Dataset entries
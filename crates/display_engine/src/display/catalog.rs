//! Resolution catalog
//!
//! Caches the modes each output supports. Mode lists are read from the
//! backend the first time an output is enumerated and kept until the next
//! [`ResolutionCatalog::refresh`]; the desktop mode of every output is
//! recorded at refresh time so leaving full-screen can restore it.

use std::sync::Arc;

use super::DisplayMode;
use crate::window::backend::DisplayBackend;

/// Restartable iterator over the modes of one output
///
/// Cloning the iterator restarts enumeration from its current position
/// without querying the backend again. Modes come out in the order the
/// backend reported them.
#[derive(Debug, Clone)]
pub struct DisplayModes {
    modes: Arc<[DisplayMode]>,
    next: usize,
}

impl DisplayModes {
    fn new(modes: Arc<[DisplayMode]>) -> Self {
        Self { modes, next: 0 }
    }

    /// An empty sequence
    pub fn empty() -> Self {
        Self::new(Arc::from(Vec::new()))
    }

    /// All modes of the sequence, including ones already yielded
    pub fn as_slice(&self) -> &[DisplayMode] {
        &self.modes
    }
}

impl Iterator for DisplayModes {
    type Item = DisplayMode;

    fn next(&mut self) -> Option<Self::Item> {
        let mode = self.modes.get(self.next).copied()?;
        self.next += 1;
        Some(mode)
    }

    fn size_hint(&self) -> (usize, Option<usize>) {
        let remaining = self.modes.len().saturating_sub(self.next);
        (remaining, Some(remaining))
    }
}

impl ExactSizeIterator for DisplayModes {}

#[derive(Debug)]
struct OutputEntry {
    name: String,
    desktop: Option<DisplayMode>,
    modes: Option<Arc<[DisplayMode]>>,
}

/// Mode lists and desktop modes of every connected output
#[derive(Debug, Default)]
pub struct ResolutionCatalog {
    outputs: Vec<OutputEntry>,
}

impl ResolutionCatalog {
    /// Create an empty catalog; call [`refresh`](Self::refresh) to fill it
    pub fn new() -> Self {
        Self::default()
    }

    /// Re-read outputs and desktop modes, dropping every cached mode list
    pub fn refresh(&mut self, backend: &dyn DisplayBackend) {
        self.outputs = (0..backend.output_count())
            .map(|output| OutputEntry {
                name: backend
                    .output_name(output)
                    .unwrap_or_else(|| format!("Output {output}")),
                desktop: backend.current_mode(output).map(|mode| mode.on_output(output)),
                modes: None,
            })
            .collect();

        log::info!("Display catalog refreshed: {} output(s)", self.outputs.len());
        for (index, entry) in self.outputs.iter().enumerate() {
            match entry.desktop {
                Some(mode) => log::debug!("Output {index} '{}': desktop mode {mode}", entry.name),
                None => log::debug!("Output {index} '{}': no desktop mode reported", entry.name),
            }
        }
    }

    /// Number of outputs seen at the last refresh
    pub fn output_count(&self) -> usize {
        self.outputs.len()
    }

    /// Whether `output` is a known output index
    pub fn contains(&self, output: usize) -> bool {
        output < self.outputs.len()
    }

    /// Names of the outputs seen at the last refresh
    pub fn connected_outputs(&self) -> Vec<String> {
        self.outputs.iter().map(|entry| entry.name.clone()).collect()
    }

    /// Name of one output
    pub fn output_name(&self, output: usize) -> Option<&str> {
        self.outputs.get(output).map(|entry| entry.name.as_str())
    }

    /// Every mode `output` supports, in the order the backend reports them
    ///
    /// An unknown output yields an empty sequence; callers fall back to the
    /// current desktop mode.
    pub fn enumerate(&mut self, backend: &dyn DisplayBackend, output: usize) -> DisplayModes {
        let Some(entry) = self.outputs.get_mut(output) else {
            log::debug!("Enumerating unknown output {output}");
            return DisplayModes::empty();
        };

        let modes = entry.modes.get_or_insert_with(|| {
            backend
                .video_modes(output)
                .into_iter()
                .map(|mode| mode.on_output(output))
                .collect()
        });
        DisplayModes::new(Arc::clone(modes))
    }

    /// The mode `output` is running right now
    pub fn current_mode(&self, backend: &dyn DisplayBackend, output: usize) -> Option<DisplayMode> {
        if !self.contains(output) {
            return None;
        }
        backend.current_mode(output).map(|mode| mode.on_output(output))
    }

    /// The mode `output` was running at the last refresh
    pub fn desktop_mode(&self, output: usize) -> Option<DisplayMode> {
        self.outputs.get(output).and_then(|entry| entry.desktop)
    }

    /// Index of the output called `name`
    pub fn output_index(&self, name: &str) -> Option<usize> {
        self.outputs.iter().position(|entry| entry.name == name)
    }

    /// Override the recorded desktop mode of `output`
    ///
    /// Used after a refresh while an output runs a mode we switched it to, so
    /// the mode to restore is not lost.
    pub(crate) fn set_desktop_mode(&mut self, output: usize, mode: DisplayMode) {
        if let Some(entry) = self.outputs.get_mut(output) {
            entry.desktop = Some(mode.on_output(output));
        }
    }
}

#[cfg(test)]
mod tests {
    use super::*;
    use crate::window::headless::{HeadlessBackend, HeadlessOutput};

    fn backend() -> HeadlessBackend {
        HeadlessBackend::new(vec![
            HeadlessOutput::new("DP-1")
                .with_mode(2560, 1440, 144.0)
                .with_mode(2560, 1440, 60.0)
                .with_mode(1920, 1080, 60.0),
            HeadlessOutput::new("HDMI-1").with_mode(1920, 1080, 50.0),
        ])
    }

    #[test]
    fn test_enumerate_keeps_backend_order() {
        let backend = backend();
        let mut catalog = ResolutionCatalog::new();
        catalog.refresh(&backend);

        let modes: Vec<_> = catalog.enumerate(&backend, 0).collect();
        assert_eq!(
            modes,
            vec![
                DisplayMode::new(0, 2560, 1440, 144.0),
                DisplayMode::new(0, 2560, 1440, 60.0),
                DisplayMode::new(0, 1920, 1080, 60.0),
            ]
        );

        let second: Vec<_> = catalog.enumerate(&backend, 1).collect();
        assert_eq!(second, vec![DisplayMode::new(1, 1920, 1080, 50.0)]);
    }

    #[test]
    fn test_unknown_output_is_empty() {
        let backend = backend();
        let mut catalog = ResolutionCatalog::new();
        catalog.refresh(&backend);

        assert_eq!(catalog.enumerate(&backend, 7).len(), 0);
        assert_eq!(catalog.current_mode(&backend, 7), None);
        assert_eq!(catalog.desktop_mode(7), None);
    }

    #[test]
    fn test_sequence_is_restartable() {
        let backend = backend();
        let mut catalog = ResolutionCatalog::new();
        catalog.refresh(&backend);

        let mut modes = catalog.enumerate(&backend, 0);
        assert_eq!(modes.len(), 3);
        modes.next();
        let restarted = modes.clone();
        assert_eq!(modes.count(), 2);
        assert_eq!(restarted.len(), 2);
        assert_eq!(restarted.as_slice().len(), 3);
    }

    #[test]
    fn test_output_lookup_by_name() {
        let backend = backend();
        let mut catalog = ResolutionCatalog::new();
        catalog.refresh(&backend);

        assert_eq!(catalog.output_index("HDMI-1"), Some(1));
        assert_eq!(catalog.output_index("VGA-1"), None);
        assert_eq!(catalog.output_name(0), Some("DP-1"));
    }

    #[test]
    fn test_refresh_rebuilds_outputs() {
        let backend = backend();
        let control = backend.control();
        let mut catalog = ResolutionCatalog::new();
        catalog.refresh(&backend);
        assert_eq!(catalog.connected_outputs(), vec!["DP-1", "HDMI-1"]);
        assert_eq!(catalog.desktop_mode(0), Some(DisplayMode::new(0, 2560, 1440, 144.0)));

        control.remove_output(0);
        // Cached until the next refresh
        assert_eq!(catalog.output_count(), 2);

        catalog.refresh(&backend);
        assert_eq!(catalog.connected_outputs(), vec!["HDMI-1"]);
        assert_eq!(
            catalog.enumerate(&backend, 0).collect::<Vec<_>>(),
            vec![DisplayMode::new(0, 1920, 1080, 50.0)]
        );
    }
}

WHAT IS NEEDED:
Filter the records above down to the lines containing "HDMI".

ANSWER AREA:
            HeadlessOutput::new("HDMI-1").with_mode(1920, 1080, 50.0),
        assert_eq!(catalog.output_index("HDMI-1"), Some(1));
        assert_eq!(catalog.connected_outputs(), vec!["DP-1", "HDMI-1"]);
        assert_eq!(catalog.connected_outputs(), vec!["HDMI-1"]);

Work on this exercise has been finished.